Wild card Obama tests waters for 2008 presidential bid (Roundup)
By Tony Czuczka Jan 16, 2007, 22:55 GMT
Washington - US Senator Barack Obama, a youthful African- American who has become the Democratic Party's rising star over the past year, took the first steps in his 2008 presidential campaign Tuesday.
Obama, 45, said he had decided to explore a presidential bid and would announce on February 10 whether he will run.
The son of a Kenyan father and a white American mother is Senator Hillary Clinton's main rival to lead the Democratic campaign to retake the White House when President George W Bush leaves office in January 2009.
Obama, a Harvard-trained lawyer with rock-star appeal, said Americans were hungry for an end to partisan deadlock between Democrats and Bush's Republicans, which he said was weakening the US.
'That's what we have to change first: We have to change our politics. We have to come together around our common interests and concerns as Americans,' he said in a video message.
The senator for the state of Illinois joins a crowded field in his centre-left party. Clinton, 59, the wife of former president Bill Clinton, has not declared her candidacy but is widely expected to run.
Labelled 'the next president' by Time magazine in October, Obama favours a pullback of US troops from Iraq and opposes Republican calls for partly privatising the US national pension system.
Bush has 'put our country in a precarious place' and led Americans into a 'tragic and costly war that should never have been waged,' he said in his message.
Obama, who represented poor Chicago residents in court and was elected to the Senate only two years ago, is a wild card for 2008.
He is considered less politically polarizing than Clinton, and his lack of Washington experience could work for or against him.
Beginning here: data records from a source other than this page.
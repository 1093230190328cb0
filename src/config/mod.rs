//! Configuration module for the interview voice client
//!
//! This module handles configuration from various sources: .env files, YAML files,
//! and environment variables. Priority: YAML > ENV vars > .env values > defaults.
//!
//! # Modules
//! - `yaml`: YAML configuration file loading
//! - `env`: Environment variable loading
//!
//! # Example
//! ```rust,no_run
//! use interview_voice::config::AppConfig;
//! use std::path::PathBuf;
//!
//! # fn main() -> Result<(), Box<dyn std::error::Error>> {
//! // Load from environment variables only
//! let config = AppConfig::from_env()?;
//!
//! // Load from YAML file with environment variable base
//! let config = AppConfig::from_file(&PathBuf::from("config.yaml"))?;
//! println!("Interview budget: {}s", config.interview.duration_secs);
//! # Ok(())
//! # }
//! ```

use std::path::{Path, PathBuf};
use std::sync::Arc;
use std::time::Duration;

use thiserror::Error;
use zeroize::Zeroizing;

mod env;
mod yaml;

pub use yaml::{CredentialsYaml, InterviewYaml, LiveYaml, YamlConfig};

use crate::core::credentials::{
    CredentialProvider, HttpCredentialProvider, StaticCredentialProvider,
};
use crate::core::interview::InterviewConfig;
use crate::core::realtime::LiveConfig;
use crate::core::realtime::live::Sensitivity;

const DEFAULT_CREDENTIALS_TTL_SECS: u64 = 300;
const DEFAULT_CREDENTIALS_TIMEOUT_MS: u64 = 10_000;

/// Configuration loading errors
#[derive(Debug, Error)]
pub enum ConfigError {
    #[error("Failed to read config file {}: {source}", .path.display())]
    Read {
        path: PathBuf,
        source: std::io::Error,
    },

    #[error("Failed to parse YAML config: {0}")]
    Parse(#[from] serde_yaml::Error),

    #[error("Invalid value for {name}: {message}")]
    Env { name: String, message: String },

    #[error("Invalid configuration: {0}")]
    Invalid(String),
}

/// Where Live API credentials come from
#[derive(Clone)]
pub enum CredentialSource {
    /// A fixed API key
    Static {
        api_key: Zeroizing<String>,
        model: Option<String>,
    },
    /// A token endpoint returning `{"apiKey", "model"}`
    Http {
        url: String,
        bearer_token: Option<Zeroizing<String>>,
        ttl_secs: u64,
        timeout_ms: u64,
    },
}

impl std::fmt::Debug for CredentialSource {
    fn fmt(&self, f: &mut std::fmt::Formatter<'_>) -> std::fmt::Result {
        match self {
            CredentialSource::Static { model, .. } => f
                .debug_struct("Static")
                .field("api_key", &"<redacted>")
                .field("model", model)
                .finish(),
            CredentialSource::Http {
                url,
                ttl_secs,
                timeout_ms,
                ..
            } => f
                .debug_struct("Http")
                .field("url", url)
                .field("ttl_secs", ttl_secs)
                .field("timeout_ms", timeout_ms)
                .finish(),
        }
    }
}

/// Application configuration
///
/// Contains everything needed to run one interview session:
/// - Live connection settings (endpoint, voice, activity detection, retries)
/// - Interview policy (duration, wrap-up, watchdog, prompts, recording)
/// - Credential source
#[derive(Debug, Clone)]
pub struct AppConfig {
    pub live: LiveConfig,
    pub interview: InterviewConfig,
    pub credentials: Option<CredentialSource>,
}

impl AppConfig {
    /// Load configuration from environment variables and defaults.
    pub fn from_env() -> Result<Self, ConfigError> {
        let config = env::load_env()?;
        config.validate()?;
        Ok(config)
    }

    /// Load configuration from a YAML file with environment variable base
    ///
    /// Priority order (highest to lowest):
    /// 1. YAML file values
    /// 2. Environment variables (actual ENV vars override .env values)
    /// 3. .env file values
    /// 4. Default values
    ///
    /// After merging, performs validation on the final configuration.
    pub fn from_file(path: &Path) -> Result<Self, ConfigError> {
        let yaml = YamlConfig::from_file(path)?;
        let mut config = env::load_env()?;
        config.apply_yaml(yaml);
        config.validate()?;
        Ok(config)
    }

    fn apply_yaml(&mut self, yaml: YamlConfig) {
        if let Some(creds) = yaml.credentials {
            self.apply_credentials_yaml(creds);
        }

        if let Some(l) = yaml.live {
            let live = &mut self.live;
            if let Some(v) = l.websocket_url {
                live.websocket_url = v;
            }
            if let Some(v) = l.model {
                live.model = v;
            }
            if let Some(v) = l.voice {
                live.voice = v;
            }
            if let Some(v) = l.system_instruction {
                live.system_instruction = Some(v);
            }
            if let Some(v) = l.start_of_speech_sensitivity {
                live.start_of_speech_sensitivity = Sensitivity::from_str_or_default(&v);
            }
            if let Some(v) = l.end_of_speech_sensitivity {
                live.end_of_speech_sensitivity = Sensitivity::from_str_or_default(&v);
            }
            if let Some(v) = l.prefix_padding_ms {
                live.prefix_padding_ms = v;
            }
            if let Some(v) = l.silence_duration_ms {
                live.silence_duration_ms = v;
            }
            if let Some(v) = l.input_sample_rate {
                live.input_sample_rate = v;
            }
            if let Some(v) = l.connect_timeout_ms {
                live.connect_timeout_ms = v;
            }
            if let Some(v) = l.initial_retry_delay_ms {
                live.initial_retry_delay_ms = v;
            }
            if let Some(v) = l.resume_retry_delay_ms {
                live.resume_retry_delay_ms = v;
            }
            if let Some(v) = l.connection_ceiling_secs {
                live.connection_ceiling_secs = v;
            }
            if let Some(v) = l.proactive_reconnect_fraction {
                live.proactive_reconnect_fraction = v;
            }
        }

        if let Some(i) = yaml.interview {
            let interview = &mut self.interview;
            if let Some(v) = i.duration_secs {
                interview.duration_secs = v;
            }
            if let Some(v) = i.wrap_up_lead_secs {
                interview.wrap_up_lead_secs = v;
            }
            if let Some(v) = i.wrap_up_fallback_secs {
                interview.wrap_up_fallback_secs = v;
            }
            if let Some(v) = i.watchdog_timeout_ms {
                interview.watchdog_timeout_ms = v;
            }
            if let Some(v) = i.watchdog_tick_ms {
                interview.watchdog_tick_ms = v;
            }
            if let Some(v) = i.kickoff_text {
                interview.kickoff_text = v;
            }
            if let Some(v) = i.wrap_up_phrase {
                interview.wrap_up_phrase = v;
            }
            if let Some(v) = i.output_sample_rate {
                interview.output_sample_rate = v;
            }
            if let Some(v) = i.recording_path {
                interview.recording_path = Some(v);
            }
        }
    }

    fn apply_credentials_yaml(&mut self, creds: CredentialsYaml) {
        if let Some(url) = creds.url {
            self.credentials = Some(CredentialSource::Http {
                url,
                bearer_token: creds.bearer_token.map(Zeroizing::new),
                ttl_secs: creds.ttl_seconds.unwrap_or(DEFAULT_CREDENTIALS_TTL_SECS),
                timeout_ms: creds.timeout_ms.unwrap_or(DEFAULT_CREDENTIALS_TIMEOUT_MS),
            });
        } else if let Some(api_key) = creds.api_key {
            self.credentials = Some(CredentialSource::Static {
                api_key: Zeroizing::new(api_key),
                model: creds.model,
            });
        } else if let Some(model) = creds.model {
            if let Some(CredentialSource::Static { model: current, .. }) = &mut self.credentials {
                *current = Some(model);
            }
        }
    }

    /// Validate the merged configuration.
    pub fn validate(&self) -> Result<(), ConfigError> {
        self.live.validate().map_err(ConfigError::Invalid)?;
        self.interview.validate().map_err(ConfigError::Invalid)?;

        match &self.credentials {
            None => Err(ConfigError::Invalid(
                "no credentials configured: set GEMINI_API_KEY or CREDENTIALS_URL".to_string(),
            )),
            Some(CredentialSource::Static { api_key, .. }) if api_key.trim().is_empty() => Err(
                ConfigError::Invalid("credentials api_key must not be empty".to_string()),
            ),
            Some(CredentialSource::Http {
                url,
                ttl_secs,
                timeout_ms,
                ..
            }) => {
                let parsed = url::Url::parse(url)
                    .map_err(|e| ConfigError::Invalid(format!("invalid credentials url: {e}")))?;
                if parsed.scheme() != "http" && parsed.scheme() != "https" {
                    return Err(ConfigError::Invalid(format!(
                        "credentials url must use http or https, got '{}'",
                        parsed.scheme()
                    )));
                }
                if *ttl_secs == 0 {
                    return Err(ConfigError::Invalid(
                        "credentials ttl_seconds must be greater than zero".to_string(),
                    ));
                }
                if *timeout_ms == 0 {
                    return Err(ConfigError::Invalid(
                        "credentials timeout_ms must be greater than zero".to_string(),
                    ));
                }
                Ok(())
            }
            Some(CredentialSource::Static { .. }) => Ok(()),
        }
    }

    /// Build the credential provider described by this configuration.
    pub fn credential_provider(&self) -> Result<Arc<dyn CredentialProvider>, ConfigError> {
        match &self.credentials {
            Some(CredentialSource::Static { api_key, model }) => Ok(Arc::new(
                StaticCredentialProvider::new(api_key.as_str(), model.clone()),
            )),
            Some(CredentialSource::Http {
                url,
                bearer_token,
                ttl_secs,
                timeout_ms,
            }) => {
                let mut provider = HttpCredentialProvider::new(url.clone())
                    .with_ttl(Duration::from_secs(*ttl_secs))
                    .with_timeout(Duration::from_millis(*timeout_ms));
                if let Some(token) = bearer_token {
                    provider = provider.with_bearer_token(token.as_str());
                }
                Ok(Arc::new(provider))
            }
            None => Err(ConfigError::Invalid("no credentials configured".to_string())),
        }
    }
}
No woman or African-American has ever been elected to the White House.
Thirteen months before the two major parties start the grueling process of nominating their presidential candidates, the campaign is already in full swing.
Competition is intense in both political parties because neither Bush nor Vice President Dick Cheney are running in 2008. Bush is constitutionally barred from seeking a third term and Cheney has ruled out a candidacy.
Democratic hopefuls include John Edwards, the vice presidential candidate in John Kerry's failed 2004 bid to unseat Bush, and several internationally less known politicians. Kerry himself has indicated he will seek the nomination too.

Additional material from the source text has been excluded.